Can’t decide between a pie or a cookie? Get the best of both worlds with this Red Velvet Cookie Pie. This is the perfect holiday pie!
I always have great intentions…
So – if you’ve been following me for awhile here on Taste and Tell, you’ll know that every year, I have an annual Red Velvet Week. I started back in 2011, so I have 5 years worth of red velvet recipes here. (Oh, yeah – I also wrote a book all about it!!)
Well, I didn’t intend to give it up this year. I have so many ideas still, (crazy, I know), but I just didn’t have the time or energy for a full week this year. So I was going to do an abbreviated week and still post 3 recipes.

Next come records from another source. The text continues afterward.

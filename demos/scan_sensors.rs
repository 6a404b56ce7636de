//! Example: Discovering sensor registers on a DRIFT controller
//!
//! Run with: cargo run --example scan_sensors -- <host> [port]
//!
//! This example demonstrates:
//! - Connecting and performing the key-fragment handshake
//! - Sweeping the full 8-bit ID space in ascending order
//! - Collecting and printing the registers that answered

use drift_plc::utils::format_value;
use drift_plc::{Client, ClientConfig};
use std::env;

fn main() -> drift_plc::Result<()> {
    let mut args = env::args().skip(1);
    let host = args.next().unwrap_or_else(|| "127.0.0.1".to_string());
    let port = args.next().and_then(|p| p.parse().ok());

    // =========================================================================
    // Connect to the controller
    // =========================================================================

    let mut config = ClientConfig::new(host);
    if let Some(port) = port {
        config = config.with_port(port);
    }
    println!("connecting to {}:{} ...", config.host, config.port);

    let mut client = Client::connect(config)?;
    println!("handshake complete, session fragment {}", client.fragment());

    // =========================================================================
    // Sweep all candidate IDs
    // =========================================================================

    println!("\n=== Scanning sensor IDs 0..=255 ===\n");

    let mut readings = Vec::new();
    for id in 0..=255u8 {
        // A None is simply "no sensor at this ID", not a failure.
        if let Some(reading) = client.read_sensor(id)? {
            println!("sensor {:3}: {}", id, format_value(reading.value));
            readings.push(reading);
        }
    }

    // =========================================================================
    // Summary
    // =========================================================================

    println!("\n{} sensors present:", readings.len());
    let ids: Vec<u8> = readings.iter().map(|r| r.id).collect();
    println!("{ids:?}");

    client.close();
    Ok(())
}
//! Wire frame encoding and decoding.
//!
//! Every DRIFT message after the handshake travels in the same envelope:
//!
//! | Field | Size | Description |
//! |-------|------|-------------|
//! | total length | 2 bytes, big-endian | length of the whole frame, itself included |
//! | key fragment | 8 bytes | sender's half-key for this frame |
//! | ciphertext | remaining bytes | AES-ECB encrypted command or response body |
//!
//! The invariant `total_length == 2 + 8 + ciphertext.len()` is checked on
//! both encode and decode; any mismatch means the byte stream is
//! desynchronized and is reported as [`DriftError::MalformedFrame`]. The
//! codec knows nothing about command semantics or keys beyond the fragment's
//! size.
//!
//! # Example
//!
//! ```
//! use drift_plc::{Frame, KeyFragment};
//!
//! let frame = Frame::new(KeyFragment::new([0xAB; 8]), vec![0x01; 16]);
//! let bytes = frame.to_bytes().unwrap();
//! assert_eq!(bytes.len(), 26);
//! assert_eq!(&bytes[..2], &[0x00, 26]);
//!
//! let decoded = Frame::from_bytes(&bytes).unwrap();
//! assert_eq!(decoded, frame);
//! ```

use crate::error::{DriftError, Result};
use crate::keys::{KeyFragment, FRAGMENT_SIZE};

/// Size of the big-endian length prefix in bytes.
pub const LENGTH_PREFIX_SIZE: usize = 2;

/// Smallest well-formed frame: length prefix plus fragment, no ciphertext.
pub const MIN_FRAME_SIZE: usize = LENGTH_PREFIX_SIZE + FRAGMENT_SIZE;

/// Smallest acceptable response frame: header plus one half-block of
/// ciphertext. Anything shorter is rejected before decryption is attempted.
pub const MIN_RESPONSE_SIZE: usize = 18;

/// A decoded wire frame: key fragment header plus opaque ciphertext.
#[derive(Debug, Clone, PartialEq, Eq)]
pub struct Frame {
    /// The sender's half-key for this frame.
    pub fragment: KeyFragment,
    /// Encrypted command or response body.
    pub ciphertext: Vec<u8>,
}

impl Frame {
    /// Creates a frame from a fragment and ciphertext.
    pub fn new(fragment: KeyFragment, ciphertext: Vec<u8>) -> Self {
        Self {
            fragment,
            ciphertext,
        }
    }

    /// Returns the total on-wire length of this frame, length field included.
    pub fn total_length(&self) -> usize {
        LENGTH_PREFIX_SIZE + FRAGMENT_SIZE + self.ciphertext.len()
    }

    /// Serializes the frame to wire bytes.
    ///
    /// # Errors
    ///
    /// Returns [`DriftError::MalformedFrame`] if the ciphertext is too large
    /// for the 16-bit length field.
    pub fn to_bytes(&self) -> Result<Vec<u8>> {
        let total = self.total_length();
        let declared = u16::try_from(total).map_err(|_| {
            DriftError::malformed_frame(format!("frame of {total} bytes exceeds the length field"))
        })?;

        let mut bytes = Vec::with_capacity(total);
        bytes.extend_from_slice(&declared.to_be_bytes());
        bytes.extend_from_slice(self.fragment.as_bytes());
        bytes.extend_from_slice(&self.ciphertext);
        Ok(bytes)
    }

    /// Parses a frame from wire bytes.
    ///
    /// The buffer must contain exactly one frame: the declared length must
    /// match the buffer length. A buffer with fewer bytes than declared, a
    /// declared length smaller than [`MIN_FRAME_SIZE`], or trailing bytes
    /// beyond the declared length all indicate stream desync.
    ///
    /// # Errors
    ///
    /// Returns [`DriftError::MalformedFrame`] on any of the violations above.
    ///
    /// # Example
    ///
    /// ```
    /// use drift_plc::Frame;
    ///
    /// // Declared length 11, one ciphertext byte.
    /// let bytes = [0x00, 0x0B, 1, 2, 3, 4, 5, 6, 7, 8, 0xFF];
    /// let frame = Frame::from_bytes(&bytes).unwrap();
    /// assert_eq!(frame.ciphertext, vec![0xFF]);
    /// ```
    pub fn from_bytes(buf: &[u8]) -> Result<Self> {
        if buf.len() < MIN_FRAME_SIZE {
            return Err(DriftError::malformed_frame(format!(
                "frame too short: {} bytes, need at least {MIN_FRAME_SIZE}",
                buf.len()
            )));
        }

        let declared = u16::from_be_bytes([buf[0], buf[1]]) as usize;
        if declared < MIN_FRAME_SIZE {
            return Err(DriftError::malformed_frame(format!(
                "declared length {declared} smaller than the {MIN_FRAME_SIZE}-byte header"
            )));
        }
        if buf.len() < declared {
            return Err(DriftError::malformed_frame(format!(
                "declared length {declared} but only {} bytes available",
                buf.len()
            )));
        }
        if buf.len() > declared {
            return Err(DriftError::malformed_frame(format!(
                "{} trailing bytes beyond declared length {declared}",
                buf.len() - declared
            )));
        }

        let fragment = KeyFragment::from_slice(&buf[LENGTH_PREFIX_SIZE..MIN_FRAME_SIZE])?;
        Ok(Self {
            fragment,
            ciphertext: buf[MIN_FRAME_SIZE..].to_vec(),
        })
    }
}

And then life happened. More on that coming soon (so much has happened over the last couple weeks) but I didn’t want to give up my red velvet completely. I already posted an amazing Red Velvet Pull Apart Bread last week, and after multiple tries, I finally got this Red Velvet Cookie Pie just right so that I could share it with all of you. It’s definitely not a full week of red velvet, but I tried!
Now, let’s talk pie. I told you all last month that I have deemed 2016 the year of the pie. This red velvet beauty is my February submission. I actually had the idea to do a cookie/pie hybrid after remembering a Peanut Butter and Chocolate Chip Cookie Pie that I made a few years ago. I tried using the same recipe, but adapting lightly to turn it red velvet, but it didn’t translate over to red velvet very well. So I scraped that recipe, and went for a more traditional cookie dough for the center. The dough is still a bit more sticky and gooey than regular cookie dough, but it makes it so that the whole cookie stays soft and perfect.
All you need is a scoop of ice cream to top it off. This pie is good both warm and at room temperature, but I really like it a little warm with the ice cream melting on top. I’m pretty sure this would be the perfect holiday dessert!
- 1 pie crust, unbaked
- ½ cup butter, softened
- ⅓ cup granulated sugar
- ⅓ cup light brown sugar
- 1 egg
- 2 teaspoons red food coloring
- 1 teaspoon vanilla extract
- ½ teaspoon salt
- ½ teaspoon baking soda
- 1 tablespoon unsweetened cocoa powder
- 1 cup all-purpose flour
- ½ cup milk or semi-sweet chocolate chips
- ½ cup white chocolate chips
- ice cream, for serving
- Preheat the oven to 350ºF.
- Roll the pie crust and place in a 9-inch pie dish. Flute the edges and prick the bottom and the sides of the crust with a fork. Set aside.
- In a bowl, or the bowl of a stand mixer, beat the butter until smooth. Add both sugars and continue to beat until light and fluffy. Beat in the egg, then scrape down the sides of the bowl. Beat in the food coloring and vanilla extract.
- In another bowl, whisk together the salt, baking soda, cocoa powder and flour. Pour the dry ingredients into the wet ingredients and beat just until combined. Stir in both kinds of chocolate chips.
- Pour the batter into the prepared pie crust. Carefully spread evenly into the crust. (I used an offset spatula which worked perfectly.)
- Bake the pie for 20 minutes, then cover the exposed crust and return to the oven until a toothpick inserted in the center of the pie comes out clean, another 20-30 minutes.
- Serve the pie warm or cold, topped with ice cream, if desired.